Cautiously, Fredle rounded the corner by the open front of the woodshed. There he hesitated, trying to see in late-afternoon shadows if there were cats on the prowl. He saw nothing. He heard nothing from the woodshed mice. One of
the roaring machines roared into the barn and then fell abruptly silent. Fredle knew from experience that at the approach of one of those machines all creatures, even the dogs, retreated to shelter. So he judged that it was safe—or at least safe enough—to make a move. He took two small steps out from the protection of the woodshed wall.

The voice came from above him. “Slowly, slowly—a smart little mousie it is. That it is.”

Fredle froze. He looked up.

The snake hung down from a ceiling beam, swaying in the shadows like the branch of one of the apple trees when a wind pulled at it. A tongue darted in and out of the snake’s mouth. Its golden eyes shone.

“Lucky little mousie, too.”

Fredle inched backward.

“Why lucky? Because I just finished eating. Maybe you knew my supper? Although I didn’t catch the name.” There was a hissing sound. Was that snake laughter? “I just caught the mousie.”

Fredle inched another two steps back toward the wall. He couldn’t look away from the glistening hooded eyes.

“Maybe,” the snake said, as if the idea had just struck it, “it’s just smart? If this little mousie had tried to run, I’d have had to catch it, and crush it. Any black rat snake
knows that rule. If it runs, you catch it, you crush it, you eat it if you’re hungry. That’s our way.”

The snake swayed above and Fredle inched below. “Do you have instinct, too, little mousie?” the snake asked.
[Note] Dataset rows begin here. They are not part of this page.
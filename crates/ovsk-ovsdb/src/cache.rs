//! In-memory mirror of the monitored OVSDB tables
//!
//! A single `RwLock` guards every table. Update batches take the write lock
//! once; lookups take the read lock and scan linearly.

use serde_json::Value;
use std::collections::{BTreeMap, HashMap};
use std::time::Duration;
use tokio::sync::RwLock;
use tracing::{debug, warn};

use crate::datum::Row;
use crate::error::{OvsdbError, Result};

pub mod tables {
    pub const OPEN_VSWITCH: &str = "Open_vSwitch";
    pub const BRIDGE: &str = "Bridge";
    pub const PORT: &str = "Port";
    pub const INTERFACE: &str = "Interface";
    pub const CONTROLLER: &str = "Controller";
    pub const MANAGER: &str = "Manager";
}

use tables::*;

/// How long to wait for ovs-vswitchd to assign an `ofport`
#[derive(Debug, Clone, Copy, PartialEq, Eq)]
pub struct PortPollPolicy {
    /// Total number of lookups
    pub attempts: u32,
    /// Pause between consecutive lookups
    pub interval: Duration,
}

impl Default for PortPollPolicy {
    fn default() -> Self {
        Self {
            attempts: 5,
            interval: Duration::from_millis(200),
        }
    }
}

/// Result of one scan for an interface's port number
enum PortLookup {
    Missing,
    Pending,
    Ready(u32, BTreeMap<String, String>),
}

#[derive(Debug, Default)]
pub struct TableCache {
    tables: RwLock<HashMap<String, HashMap<String, Row>>>,
    poll: PortPollPolicy,
}

impl TableCache {
    pub fn new() -> Self {
        Self::default()
    }

    pub fn with_poll_policy(poll: PortPollPolicy) -> Self {
        Self {
            tables: RwLock::default(),
            poll,
        }
    }

    /// Apply a monitor reply or `update` notification.
    ///
    /// `updates` is `{table: {uuid: {"old": row, "new": row}}}`. A missing or
    /// empty `new` removes the row; anything else replaces it wholesale.
    pub async fn apply_updates(&self, updates: &Value) {
        let Some(updates) = updates.as_object() else {
            warn!("Ignoring malformed table update: {}", updates);
            return;
        };

        let mut tables = self.tables.write().await;
        for (table, rows) in updates {
            let Some(rows) = rows.as_object() else {
                warn!("Ignoring malformed update for table {}", table);
                continue;
            };
            let cached = tables.entry(table.clone()).or_default();
            for (uuid, change) in rows {
                let new = change.get("new").cloned().unwrap_or(Value::Null);
                match Row::try_from(new) {
                    Ok(row) if row.is_empty() => {
                        cached.remove(uuid);
                    }
                    Ok(row) => {
                        cached.insert(uuid.clone(), row);
                    }
                    Err(e) => warn!("Skipping undecodable {} row {}: {}", table, uuid, e),
                }
            }
        }
    }

    pub async fn row(&self, table: &str, uuid: &str) -> Option<Row> {
        let tables = self.tables.read().await;
        tables.get(table)?.get(uuid).cloned()
    }

    pub async fn rows(&self, table: &str) -> Vec<(String, Row)> {
        let tables = self.tables.read().await;
        tables
            .get(table)
            .map(|rows| rows.iter().map(|(k, v)| (k.clone(), v.clone())).collect())
            .unwrap_or_default()
    }

    pub async fn table_len(&self, table: &str) -> usize {
        let tables = self.tables.read().await;
        tables.get(table).map_or(0, HashMap::len)
    }

    async fn find_uuid<F>(&self, table: &str, pred: F) -> Option<String>
    where
        F: Fn(&Row) -> bool,
    {
        let tables = self.tables.read().await;
        tables
            .get(table)?
            .iter()
            .find(|(_, row)| pred(row))
            .map(|(uuid, _)| uuid.clone())
    }

    async fn uuid_by_column(&self, table: &str, column: &str, value: &str) -> Option<String> {
        self.find_uuid(table, |row| row.string(column).ok() == Some(value))
            .await
    }

    // ========================================================================
    // Existence
    // ========================================================================

    pub async fn is_bridge_present(&self, name: &str) -> bool {
        self.bridge_uuid(name).await.is_some()
    }

    pub async fn is_port_name_present(&self, name: &str) -> bool {
        self.port_uuid(name).await.is_some()
    }

    pub async fn is_controller_present(&self, target: &str) -> bool {
        self.controller_uuid(target).await.is_some()
    }

    pub async fn is_manager_present(&self, target: &str) -> bool {
        self.manager_uuid(target).await.is_some()
    }

    // ========================================================================
    // Row identifiers
    // ========================================================================

    /// The single `Open_vSwitch` row
    pub async fn root_uuid(&self) -> Option<String> {
        let tables = self.tables.read().await;
        tables.get(OPEN_VSWITCH)?.keys().next().cloned()
    }

    pub async fn bridge_uuid(&self, name: &str) -> Option<String> {
        self.uuid_by_column(BRIDGE, "name", name).await
    }

    pub async fn port_uuid(&self, name: &str) -> Option<String> {
        self.uuid_by_column(PORT, "name", name).await
    }

    pub async fn interface_uuid(&self, name: &str) -> Option<String> {
        self.uuid_by_column(INTERFACE, "name", name).await
    }

    pub async fn controller_uuid(&self, target: &str) -> Option<String> {
        self.uuid_by_column(CONTROLLER, "target", target).await
    }

    pub async fn manager_uuid(&self, target: &str) -> Option<String> {
        self.uuid_by_column(MANAGER, "target", target).await
    }

    // ========================================================================
    // Interface lookups
    // ========================================================================

    /// Interface name carrying `external_ids:key=value`
    pub async fn port_name_by_external_id(&self, key: &str, value: &str) -> Option<String> {
        let tables = self.tables.read().await;
        tables
            .get(INTERFACE)?
            .values()
            .find(|row| row.external_ids().get(key).map(String::as_str) == Some(value))
            .and_then(|row| row.name().map(str::to_string))
    }

    /// All external ids of the interface tagged `key=value`, without waiting
    /// for an ofport
    pub async fn external_ids(&self, key: &str, value: &str) -> Option<BTreeMap<String, String>> {
        let tables = self.tables.read().await;
        tables
            .get(INTERFACE)?
            .values()
            .map(Row::external_ids)
            .find(|ids| ids.get(key).map(String::as_str) == Some(value))
    }

    async fn lookup_of_port(&self, key: &str, value: &str) -> Result<PortLookup> {
        let tables = self.tables.read().await;
        let mut found = PortLookup::Missing;
        let Some(interfaces) = tables.get(INTERFACE) else {
            return Ok(found);
        };
        for row in interfaces.values() {
            let ids = row.external_ids();
            if ids.get(key).map(String::as_str) != Some(value) {
                continue;
            }
            match row.of_port() {
                Some(port) => {
                    let port = u32::try_from(port)
                        .map_err(|_| OvsdbError::type_mismatch("assigned ofport", port))?;
                    return Ok(PortLookup::Ready(port, ids));
                }
                None => found = PortLookup::Pending,
            }
        }
        Ok(found)
    }

    /// Port number and external ids of the interface tagged `key=value`.
    ///
    /// Polls while the interface exists without a numeric `ofport`; fails at
    /// once with `NotFound` if no interface carries the tag. An interface
    /// whose ofport is still unassigned after the last attempt yields
    /// `PortNotReady` instead, so callers can tell a missing port from a slow
    /// one. Both count as not found for [`OvsdbError::is_transient`].
    pub async fn external_ids_with_of_port(
        &self,
        key: &str,
        value: &str,
    ) -> Result<(u32, BTreeMap<String, String>)> {
        let attempts = self.poll.attempts.max(1);
        for attempt in 1..=attempts {
            match self.lookup_of_port(key, value).await? {
                PortLookup::Ready(port, ids) => return Ok((port, ids)),
                PortLookup::Missing => {
                    return Err(OvsdbError::not_found("interface", format!("{}={}", key, value)))
                }
                PortLookup::Pending => {
                    debug!(
                        "ofport for {}={} not assigned yet (attempt {}/{})",
                        key, value, attempt, attempts
                    );
                    if attempt < attempts {
                        tokio::time::sleep(self.poll.interval).await;
                    }
                }
            }
        }
        Err(OvsdbError::PortNotReady {
            key: key.to_string(),
            value: value.to_string(),
            attempts,
        })
    }

    pub async fn of_port_by_external_id(&self, key: &str, value: &str) -> Result<u32> {
        self.external_ids_with_of_port(key, value)
            .await
            .map(|(port, _)| port)
    }

    /// Port number of the VXLAN interface towards `remote_ip`
    pub async fn tunnel_port_by_remote_ip(&self, remote_ip: &str) -> Option<u32> {
        let tables = self.tables.read().await;
        tables
            .get(INTERFACE)?
            .values()
            .filter(|row| row.string("type").ok() == Some("vxlan"))
            .find(|row| row.options().get("remote_ip").map(String::as_str) == Some(remote_ip))
            .and_then(Row::of_port)
            .and_then(|port| u32::try_from(port).ok())
    }
}

#[cfg(test)]
mod tests {
    use super::*;
    use pretty_assertions::assert_eq;
    use serde_json::json;
    use std::sync::Arc;
    use tokio::time::Instant;

    fn iface(name: &str, ofport: Value, ip: &str) -> Value {
        json!({
            "name": name,
            "ofport": ofport,
            "external_ids": ["map", [
                ["ip-address", ip],
                ["attached-mac", "0a:58:0a:f4:00:07"],
                ["iface-id", "default:web-0"]
            ]]
        })
    }

    #[tokio::test]
    async fn test_last_non_empty_value_wins() {
        let cache = TableCache::new();
        cache
            .apply_updates(&json!({"Bridge": {
                "u1": {"new": {"name": "br0"}},
                "u2": {"new": {"name": "br1"}}
            }}))
            .await;
        cache
            .apply_updates(&json!({"Bridge": {
                "u1": {"old": {"name": "br0"}, "new": {"name": "br0", "stp_enable": true}},
                "u2": {"old": {"name": "br1"}}
            }}))
            .await;
        cache
            .apply_updates(&json!({"Bridge": {"u3": {"new": {"name": "br3"}}}}))
            .await;

        let u1 = cache.row("Bridge", "u1").await.unwrap();
        assert_eq!(u1.get("stp_enable"), Some(&crate::datum::Datum::boolean(true)));
        assert!(cache.row("Bridge", "u2").await.is_none());
        assert_eq!(cache.table_len("Bridge").await, 2);
        assert!(cache.is_bridge_present("br3").await);
        assert!(!cache.is_bridge_present("br1").await);
    }

    #[tokio::test]
    async fn test_empty_new_object_removes_row() {
        let cache = TableCache::new();
        cache
            .apply_updates(&json!({"Port": {"p": {"new": {"name": "p1"}}}}))
            .await;
        cache
            .apply_updates(&json!({"Port": {"p": {"old": {"name": "p1"}, "new": {}}}}))
            .await;
        assert!(!cache.is_port_name_present("p1").await);
    }

    #[tokio::test]
    async fn test_external_ids_by_tag() {
        let cache = TableCache::new();
        cache
            .apply_updates(&json!({"Interface": {
                "a": {"new": iface("veth1", json!(["set", []]), "10.244.0.7")},
                "b": {"new": iface("veth2", json!(4), "10.244.0.8")}
            }}))
            .await;
        let ids = cache.external_ids("ip-address", "10.244.0.7").await.unwrap();
        assert_eq!(ids["ip-address"], "10.244.0.7");
        assert_eq!(ids["attached-mac"], "0a:58:0a:f4:00:07");
        assert!(cache.external_ids("ip-address", "10.244.0.9").await.is_none());
        // Keyed by tag, never by interface name
        assert!(cache.external_ids("name", "veth2").await.is_none());
    }

    #[tokio::test]
    async fn test_tunnel_lookup() {
        let cache = TableCache::new();
        cache
            .apply_updates(&json!({"Interface": {
                "t": {"new": {
                    "name": "tun192_168_1_5",
                    "type": "vxlan",
                    "ofport": 9,
                    "options": ["map", [["key", "flow"], ["remote_ip", "192.168.1.5"]]]
                }}
            }}))
            .await;
        assert_eq!(cache.tunnel_port_by_remote_ip("192.168.1.5").await, Some(9));
        assert_eq!(cache.tunnel_port_by_remote_ip("192.168.1.6").await, None);
    }

    #[tokio::test(start_paused = true)]
    async fn test_of_port_returns_immediately_when_assigned() {
        let cache = TableCache::new();
        cache
            .apply_updates(&json!({"Interface": {"i": {"new": iface("veth1", json!(3), "10.244.0.7")}}}))
            .await;
        let start = Instant::now();
        let (port, ids) = cache
            .external_ids_with_of_port("ip-address", "10.244.0.7")
            .await
            .unwrap();
        assert_eq!(port, 3);
        assert_eq!(ids["attached-mac"], "0a:58:0a:f4:00:07");
        assert_eq!(start.elapsed(), Duration::ZERO);
    }

    #[tokio::test(start_paused = true)]
    async fn test_of_port_missing_interface_fails_at_once() {
        let cache = TableCache::new();
        let start = Instant::now();
        let err = cache
            .of_port_by_external_id("ip-address", "10.244.0.99")
            .await
            .unwrap_err();
        assert!(matches!(err, OvsdbError::NotFound { .. }));
        assert_eq!(start.elapsed(), Duration::ZERO);
    }

    #[tokio::test(start_paused = true)]
    async fn test_of_port_polls_five_times() {
        let cache = TableCache::new();
        cache
            .apply_updates(&json!({"Interface": {"i": {"new": iface("veth1", json!(["set", []]), "10.244.0.7")}}}))
            .await;
        let start = Instant::now();
        let err = cache
            .of_port_by_external_id("ip-address", "10.244.0.7")
            .await
            .unwrap_err();
        assert!(matches!(err, OvsdbError::PortNotReady { attempts: 5, .. }));
        assert!(err.is_transient());
        // Five lookups with four 200 ms pauses between them
        assert_eq!(start.elapsed(), Duration::from_millis(800));
    }

    #[tokio::test(start_paused = true)]
    async fn test_of_port_picks_up_late_assignment() {
        let cache = Arc::new(TableCache::new());
        cache
            .apply_updates(&json!({"Interface": {"i": {"new": iface("veth1", json!(["set", []]), "10.244.0.7")}}}))
            .await;

        let writer = cache.clone();
        tokio::spawn(async move {
            tokio::time::sleep(Duration::from_millis(450)).await;
            writer
                .apply_updates(&json!({"Interface": {"i": {"new": iface("veth1", json!(4), "10.244.0.7")}}}))
                .await;
        });

        let start = Instant::now();
        let port = cache
            .of_port_by_external_id("ip-address", "10.244.0.7")
            .await
            .unwrap();
        assert_eq!(port, 4);
        // Found on the fourth lookup, at 600 ms
        assert_eq!(start.elapsed(), Duration::from_millis(600));
    }
}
But Fredle had backed away out of sight and retreated around the corner of the woodshed. He stayed there, pressed up against the wall, until the shivers stopped running back and forth across his shoulders. He had a new respect for Neldo and Bardo. He didn’t think he could manage to live so close to that long, black, hissing thing.

After that, and giving the open front of the woodshed a wide berth, Fredle moved without thinking, moved fast so as to be out of sight before the cats emerged from wherever they had fled to when the roaring machine entered the barn. This time he didn’t look around to see whatever there was to be seen, and, hungry as he was, he didn’t even
want
to stop in the grass by the chicken pen to see if the woodshed mice had missed any kernels of corn. He would much rather be hungry and thirsty than crushed in the coils of a snake or trapped under the claws of a cat. It wasn’t until he had huddled up against the protection of a garden fence post that he allowed himself to think ahead, and even then he thought no farther ahead than his passage across the dirt road to the garbage cans.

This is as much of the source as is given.